Write out every line exactly, from the first line of the records below through the line that contains "a dispatch run".
====================
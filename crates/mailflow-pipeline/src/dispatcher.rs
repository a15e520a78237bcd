//! Dispatcher - the routing state machine
//!
//! The dispatcher resolves a message's routing state to a stage, runs the
//! stage from its first step, and keeps re-dispatching as long as stage
//! runs leave the message addressed to another stage. A hop budget bounds
//! stage-to-stage cycles the per-stage terminator cannot see.

use crate::builder::StageRegistry;
use crate::mail::Mail;
use crate::mailet::{MailetContext, MailetError};
use crate::stage::StageVerdict;
use std::sync::Arc;
use thiserror::Error;
use tracing::{debug, error};

/// Errors surfaced by a dispatch run
#[derive(Debug, Error)]
pub enum PipelineError {
    #[error("Mailet {mailet} failed in stage {stage}: {source}")]
    Mailet {
        stage: String,
        mailet: String,
        #[source]
        source: MailetError,
    },

    #[error("No stage found for mail {mail} with state {state}")]
    UnroutableState { mail: String, state: String },

    #[error("Mail {mail} exceeded the budget of {budget} stage transitions")]
    HopBudgetExceeded { mail: String, budget: u32 },
}

/// Runs messages through the stage registry until they are consumed
pub struct Dispatcher {
    stages: Arc<StageRegistry>,
    ctx: MailetContext,
    max_hops: u32,
}

impl Dispatcher {
    /// Create a dispatcher over a built stage registry. `max_hops` bounds
    /// stage-to-stage transitions per message; 0 disables the budget.
    pub fn new(stages: Arc<StageRegistry>, ctx: MailetContext, max_hops: u32) -> Self {
        Self {
            stages,
            ctx,
            max_hops,
        }
    }

    /// The context handed to mailets during stage runs
    pub fn context(&self) -> &MailetContext {
        &self.ctx
    }

    /// Process one message to completion. Consumes the message; on return
    /// the message has been disposed, successfully or not.
    ///
    /// Stage switches always restart at step 0 of the target stage. A
    /// message addressed to a state no stage answers to is force-terminated
    /// rather than looped.
    pub async fn dispatch(&self, mut mail: Mail) -> Result<(), PipelineError> {
        let mut hops: u32 = 0;

        loop {
            let state = mail.state().to_string();

            if state == Mail::GHOST {
                self.dispose(mail);
                return Ok(());
            }

            let Some(stage) = self.stages.get(&state) else {
                error!(
                    mail = %mail.name(),
                    state = %state,
                    "No stage answers to this routing state; force-terminating mail"
                );
                let name = mail.name().to_string();
                mail.set_state(Mail::GHOST);
                self.dispose(mail);
                return Err(PipelineError::UnroutableState { mail: name, state });
            };

            match stage.run(&mut mail, &self.ctx).await? {
                StageVerdict::Ghost => {
                    self.dispose(mail);
                    return Ok(());
                }
                StageVerdict::Route(next) => {
                    hops += 1;
                    if self.max_hops > 0 && hops > self.max_hops {
                        error!(
                            mail = %mail.name(),
                            budget = self.max_hops,
                            "Mail bounced between stages past the hop budget; \
                             force-terminating"
                        );
                        let name = mail.name().to_string();
                        mail.set_state(Mail::GHOST);
                        self.dispose(mail);
                        return Err(PipelineError::HopBudgetExceeded {
                            mail: name,
                            budget: self.max_hops,
                        });
                    }
                    debug!(
                        mail = %mail.name(),
                        from = %state,
                        to = %next,
                        "Re-dispatching mail"
                    );
                }
            }
        }
    }

    fn dispose(&self, mail: Mail) {
        debug!(mail = %mail.name(), "Mail disposed");
        drop(mail);
    }
}
use image::RgbaImage;
use tracing::debug;

use crate::history::AnnotationHistory;
use crate::model::{CanvasSize, LabelColor, Rectangle};
use crate::raster;

/// Line width of committed rectangles, on screen and in exports.
pub const COMMITTED_LINE_WIDTH: f32 = 2.0;
/// Line width of the rectangle being dragged out.
pub const PREVIEW_LINE_WIDTH: f32 = 5.0;

#[derive(Clone, Copy, Debug, PartialEq, Default)]
pub enum DragState {
    #[default]
    Idle,
    Dragging {
        origin: (f32, f32),
        current: (f32, f32),
    },
}

/// The rectangle layer: committed history plus the raster it is drawn into.
pub struct AnnotationOverlay {
    size: CanvasSize,
    surface: RgbaImage,
    history: AnnotationHistory,
    drag: DragState,
    revision: u64,
}

impl AnnotationOverlay {
    pub fn new(size: CanvasSize) -> Self {
        Self {
            size,
            surface: raster::blank(size),
            history: AnnotationHistory::new(),
            drag: DragState::Idle,
            revision: 0,
        }
    }

    /// Reallocates the surface at `size` and redraws the history into it.
    pub fn provision(&mut self, size: CanvasSize) {
        self.size = size;
        self.surface = raster::blank(size);
        self.redraw();
    }

    pub fn begin(&mut self, pos: (f32, f32)) {
        self.drag = DragState::Dragging {
            origin: pos,
            current: pos,
        };
    }

    /// Redraws committed rectangles plus the in-progress one. Returns `false`
    /// when no drag is active.
    pub fn update(&mut self, pos: (f32, f32), color: LabelColor) -> bool {
        let DragState::Dragging { origin, .. } = self.drag else {
            return false;
        };
        self.drag = DragState::Dragging {
            origin,
            current: pos,
        };
        self.redraw();
        let preview = Rectangle::from_drag(origin, pos, color);
        raster::stroke_rect(&mut self.surface, &preview, PREVIEW_LINE_WIDTH);
        true
    }

    /// Commits the drag as a rectangle in `color`. No-op when idle.
    pub fn end(&mut self, pos: (f32, f32), color: LabelColor) -> Option<Rectangle> {
        let DragState::Dragging { origin, .. } = self.drag else {
            return None;
        };
        self.drag = DragState::Idle;
        let rect = Rectangle::from_drag(origin, pos, color);
        self.commit(rect);
        Some(rect)
    }

    /// Appends an already-built rectangle and redraws.
    pub fn commit(&mut self, rect: Rectangle) {
        debug!(?rect, "rectangle committed");
        self.history.push(rect);
        self.redraw();
    }

    /// Pointer left the surface mid-drag; commits exactly like `end`.
    pub fn leave(&mut self, pos: (f32, f32), color: LabelColor) -> Option<Rectangle> {
        self.end(pos, color)
    }

    /// Clears the surface and strokes every committed rectangle in order.
    pub fn redraw(&mut self) {
        raster::clear(&mut self.surface);
        raster::stroke_all(&mut self.surface, &self.history, COMMITTED_LINE_WIDTH);
        self.revision += 1;
    }

    pub fn undo(&mut self) -> Option<Rectangle> {
        let removed = self.history.undo()?;
        self.redraw();
        Some(removed)
    }

    pub fn clear(&mut self) {
        self.history.clear();
        self.drag = DragState::Idle;
        raster::clear(&mut self.surface);
        self.revision += 1;
    }

    pub fn history(&self) -> &AnnotationHistory {
        &self.history
    }

    pub fn drag(&self) -> DragState {
        self.drag
    }

    pub fn is_dragging(&self) -> bool {
        matches!(self.drag, DragState::Dragging { .. })
    }

    pub fn surface(&self) -> &RgbaImage {
        &self.surface
    }

    pub fn size(&self) -> CanvasSize {
        self.size
    }

    pub fn revision(&self) -> u64 {
        self.revision
    }
}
====================
Response below —
filename crates/mailflow-pipeline/src/dispatcher.rs
repository a15e520a78237bcd
//! Dispatcher - the routing state machine
//!
//! The dispatcher resolves a message's routing state to a stage, runs the
//! stage from its first step, and keeps re-dispatching as long as stage
//! runs leave the message addressed to another stage. A hop budget bounds
//! stage-to-stage cycles the per-stage terminator cannot see.

use crate::builder::StageRegistry;
use crate::mail::Mail;
use crate::mailet::{MailetContext, MailetError};
use crate::stage::StageVerdict;
use std::sync::Arc;
use thiserror::Error;
use tracing::{debug, error};

/// Errors surfaced by a dispatch run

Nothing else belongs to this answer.